Problem 1 is solved in a paper I coauthored:

Covering orthogonal polygons with squares L. J. Aupperle and H. E. Conn and J. M. Keil and Joseph O'Rourke Proc. 26th Allerton Conf. Commun. Control Comput., pp. 97-106, 1988. (link to PDF scan link).


ACKO

That paper establishes a time complexity of $O(n^{5/2})$, but it was subsequently improved to $O(n^{3/2})$. Here the polygon $P$ is assumed to have vertices on the integer lattice, and $n$ is the number of unit squares ("pixels") inside $P$.

Problem 2 is called the maximum hidden vertex set problem, although usually visibility is just by straight lines-of-sight, rather than being enclosed in a square, which is a type of restricted visibility. I am not recalling work resolving your exact question, but my guess is (a) it exists and (b) you could find it by searching on that phrase, e.g.,

Antonio L. Bajuelos, Santiago Canales, Gregorio Hernández, A. Mafalda Martins.
"Estimating the Maximum Hidden Vertex Set in Polygons." 2008. (ACM link)
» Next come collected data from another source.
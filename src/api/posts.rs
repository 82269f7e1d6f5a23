//! Post endpoints

use axum::{
    extract::{Multipart, Path, State},
    http::StatusCode,
    response::Json,
};

use super::{discard_uploads, multipart_error, read_image_field};
use crate::auth::{CurrentUser, MaybeUser};
use crate::data::PostDetail;
use crate::error::AppError;
use crate::service::PostService;
use crate::storage::MAX_POST_IMAGES;
use crate::AppState;

/// Fields accepted by the create/edit multipart forms
#[derive(Debug, Default)]
struct PostForm {
    content: Option<String>,
    status: Option<String>,
    /// URLs of images already persisted by the upload boundary
    image_urls: Option<Vec<String>>,
}

/// Parse a post multipart form, persisting image fields as they stream in
///
/// Files persisted before a later field is rejected are discarded again.
async fn read_post_form(state: &AppState, multipart: Multipart) -> Result<PostForm, AppError> {
    let mut form = PostForm::default();

    match fill_post_form(state, &mut form, multipart).await {
        Ok(()) => Ok(form),
        Err(error) => {
            if let Some(urls) = &form.image_urls {
                discard_uploads(state, urls).await;
            }
            Err(error)
        }
    }
}

async fn fill_post_form(
    state: &AppState,
    form: &mut PostForm,
    mut multipart: Multipart,
) -> Result<(), AppError> {
    while let Some(field) = multipart.next_field().await.map_err(multipart_error)? {
        match field.name().unwrap_or("") {
            "content" => form.content = Some(field.text().await.map_err(multipart_error)?),
            "status" => form.status = Some(field.text().await.map_err(multipart_error)?),
            "images" => {
                let urls = form.image_urls.get_or_insert_with(Vec::new);
                if urls.len() >= MAX_POST_IMAGES {
                    return Err(AppError::Validation(format!(
                        "a post can have at most {} images",
                        MAX_POST_IMAGES
                    )));
                }
                let upload = read_image_field(field).await?;
                urls.push(state.storage.save_image(upload).await?);
            }
            _ => {}
        }
    }

    Ok(())
}

/// GET /posts
pub async fn list_posts(
    State(state): State<AppState>,
    MaybeUser(viewer): MaybeUser,
) -> Result<Json<Vec<PostDetail>>, AppError> {
    let service = PostService::new(state.db.clone());
    let posts = service.list_posts(viewer.as_ref()).await?;
    Ok(Json(posts))
}

/// POST /posts
///
/// Multipart form: optional `content` and `status` text fields, up to ten
/// `images` file fields.
pub async fn create_post(
    State(state): State<AppState>,
    CurrentUser(caller): CurrentUser,
    multipart: Multipart,
) -> Result<(StatusCode, Json<serde_json::Value>), AppError> {
    let form = read_post_form(&state, multipart).await?;
    let image_urls = form.image_urls.unwrap_or_default();

    let service = PostService::new(state.db.clone());
    let post = match service
        .create_post(&caller, form.content, image_urls.clone(), form.status)
        .await
    {
        Ok(post) => post,
        Err(error) => {
            discard_uploads(&state, &image_urls).await;
            return Err(error);
        }
    };

    Ok((
        StatusCode::CREATED,
        Json(serde_json::json!({
            "message": "Post created successfully",
            "post": post,
        })),
    ))
}

/// GET /posts/:postId
pub async fn get_post(
    State(state): State<AppState>,
    MaybeUser(viewer): MaybeUser,
    Path(post_id): Path<String>,
) -> Result<Json<PostDetail>, AppError> {
    let service = PostService::new(state.db.clone());
    let post = service.get_post(&post_id, viewer.as_ref()).await?;
    Ok(Json(post))
}

/// PUT /posts/:postId
pub async fn edit_post(
    State(state): State<AppState>,
    CurrentUser(caller): CurrentUser,
    Path(post_id): Path<String>,
    multipart: Multipart,
) -> Result<Json<serde_json::Value>, AppError> {
    let form = read_post_form(&state, multipart).await?;
    let image_urls = form.image_urls;

    let service = PostService::new(state.db.clone());
    let post = match service
        .edit_post(
            &post_id,
            &caller,
            form.content,
            image_urls.clone(),
            form.status,
        )
        .await
    {
        Ok(post) => post,
        Err(error) => {
            if let Some(urls) = &image_urls {
                discard_uploads(&state, urls).await;
            }
            return Err(error);
        }
    };

    Ok(Json(serde_json::json!({
        "message": "Post updated successfully",
        "post": post,
    })))
}

/// DELETE /posts/:postId
pub async fn delete_post(
    State(state): State<AppState>,
    CurrentUser(caller): CurrentUser,
    Path(post_id): Path<String>,
) -> Result<Json<serde_json::Value>, AppError> {
    let service = PostService::new(state.db.clone());
    service.delete_post(&post_id, &caller).await?;

    Ok(Json(serde_json::json!({
        "message": "Post deleted successfully",
    })))
}

/// POST /posts/:postId/like
pub async fn like_post(
    State(state): State<AppState>,
    CurrentUser(caller): CurrentUser,
    Path(post_id): Path<String>,
) -> Result<Json<serde_json::Value>, AppError> {
    let service = PostService::new(state.db.clone());
    let post = service.like_post(&post_id, &caller).await?;

    Ok(Json(serde_json::json!({
        "message": "Post liked",
        "post": post,
    })))
}

/// POST /posts/:postId/unlike
pub async fn unlike_post(
    State(state): State<AppState>,
    CurrentUser(caller): CurrentUser,
    Path(post_id): Path<String>,
) -> Result<Json<serde_json::Value>, AppError> {
    let service = PostService::new(state.db.clone());
    let post = service.unlike_post(&post_id, &caller).await?;

    Ok(Json(serde_json::json!({
        "message": "Post unliked",
        "post": post,
    })))
}

/// POST /posts/:postId/share
pub async fn share_post(
    State(state): State<AppState>,
    CurrentUser(caller): CurrentUser,
    Path(post_id): Path<String>,
) -> Result<Json<serde_json::Value>, AppError> {
    let service = PostService::new(state.db.clone());
    let post = service.share_post(&post_id, &caller).await?;

    Ok(Json(serde_json::json!({
        "message": "Post shared",
        "post": post,
    })))
}

/// GET /posts/count
pub async fn count_posts(
    State(state): State<AppState>,
) -> Result<Json<serde_json::Value>, AppError> {
    let service = PostService::new(state.db.clone());
    let total = service.count_posts().await?;

    Ok(Json(serde_json::json!({
        "message": "Total posts count retrieved successfully",
        "total_posts": total,
    })))
}

/// GET /posts/count/:username
pub async fn count_posts_by_username(
    State(state): State<AppState>,
    Path(username): Path<String>,
) -> Result<Json<serde_json::Value>, AppError> {
    let service = PostService::new(state.db.clone());
    let total = service.count_posts_by_username(&username).await?;

    Ok(Json(serde_json::json!({
        "message": format!(
            "Total posts count for username '{}' retrieved successfully",
            username
        ),
        "total_posts": total,
    })))
}

/// GET /posts/users/:username
pub async fn get_posts_by_username(
    State(state): State<AppState>,
    MaybeUser(viewer): MaybeUser,
    Path(username): Path<String>,
) -> Result<Json<Vec<PostDetail>>, AppError> {
    let service = PostService::new(state.db.clone());
    let posts = service.posts_by_username(&username, viewer.as_ref()).await?;
    Ok(Json(posts))
}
See also the related MO question, "Upper bounds on art gallery problems using independent witnesses," and that alternative terminology for the same concept.


(After clarifications):

I think (but am not certain) that your question is addressed and answered positively in this paper:

Michael O. Albertson and Claire J. O’Keefe. "Covering Regions with Squares." SIAM. J. on Algebraic and Discrete Methods, 2(3), 240–243.

Here's the abstract:

A unit square in $R^2 $ whose corners are integer lattice points is called a block. A board consists of a finite set of blocks. Given a board B, its graph $G(B)$ has vertices corresponding with the blocks of B, and two vertices of $G(B)$ are joined by an edge provided the corresponding blocks are contained in a square subset of B. If B is simply connected, then $G(B)$ is perfect.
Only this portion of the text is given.